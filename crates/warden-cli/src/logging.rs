//! Tracing subscriber setup

use tracing_subscriber::EnvFilter;
use warden_core::config::LoggingConfig;

/// Install the global subscriber
///
/// `RUST_LOG` wins over the configured level; `--verbose` raises the
/// configured level to debug. Diagnostics go to stderr so command output on
/// stdout stays clean.
pub fn init(config: &LoggingConfig, verbose: bool) {
    let level = if verbose { "debug" } else { config.level.as_str() };
    let filter = EnvFilter::try_from_default_env()
        .or_else(|_| EnvFilter::try_new(level))
        .unwrap_or_else(|_| EnvFilter::new("info"));

    let builder = tracing_subscriber::fmt()
        .with_env_filter(filter)
        .with_writer(std::io::stderr);

    // A subscriber may already be installed (tests); keep that one
    let _ = match config.format.as_str() {
        "json" => builder.json().try_init(),
        "compact" => builder.compact().try_init(),
        _ => builder.pretty().try_init(),
    };
}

→ Goal of the exercise
All records above must be set down exactly, please.

→ Exercise result
filename crates/warden-cli/src/logging.rs
//! Tracing subscriber setup

use tracing_subscriber::EnvFilter;
use warden_core::config::LoggingConfig;

/// Install the global subscriber
///
/// `RUST_LOG` wins over the configured level; `--verbose` raises the
/// configured level to debug. Diagnostics go to stderr so command output on
/// stdout stays clean.
pub fn init(config: &LoggingConfig, verbose: bool) {
    let level = if verbose { "debug" } else { config.level.as_str() };
    let filter = EnvFilter::try_from_default_env()
        .or_else(|_| EnvFilter::try_new(level))
        .unwrap_or_else(|_| EnvFilter::new("info"));

    let builder = tracing_subscriber::fmt()
        .with_env_filter(filter)
        .with_writer(std::io::stderr);

    // A subscriber may already be installed (tests); keep that one
    let _ = match config.format.as_str() {
        "json" => builder.json().try_init(),
        "compact" => builder.compact().try_init(),
        _ => builder.pretty().try_init(),
    };
}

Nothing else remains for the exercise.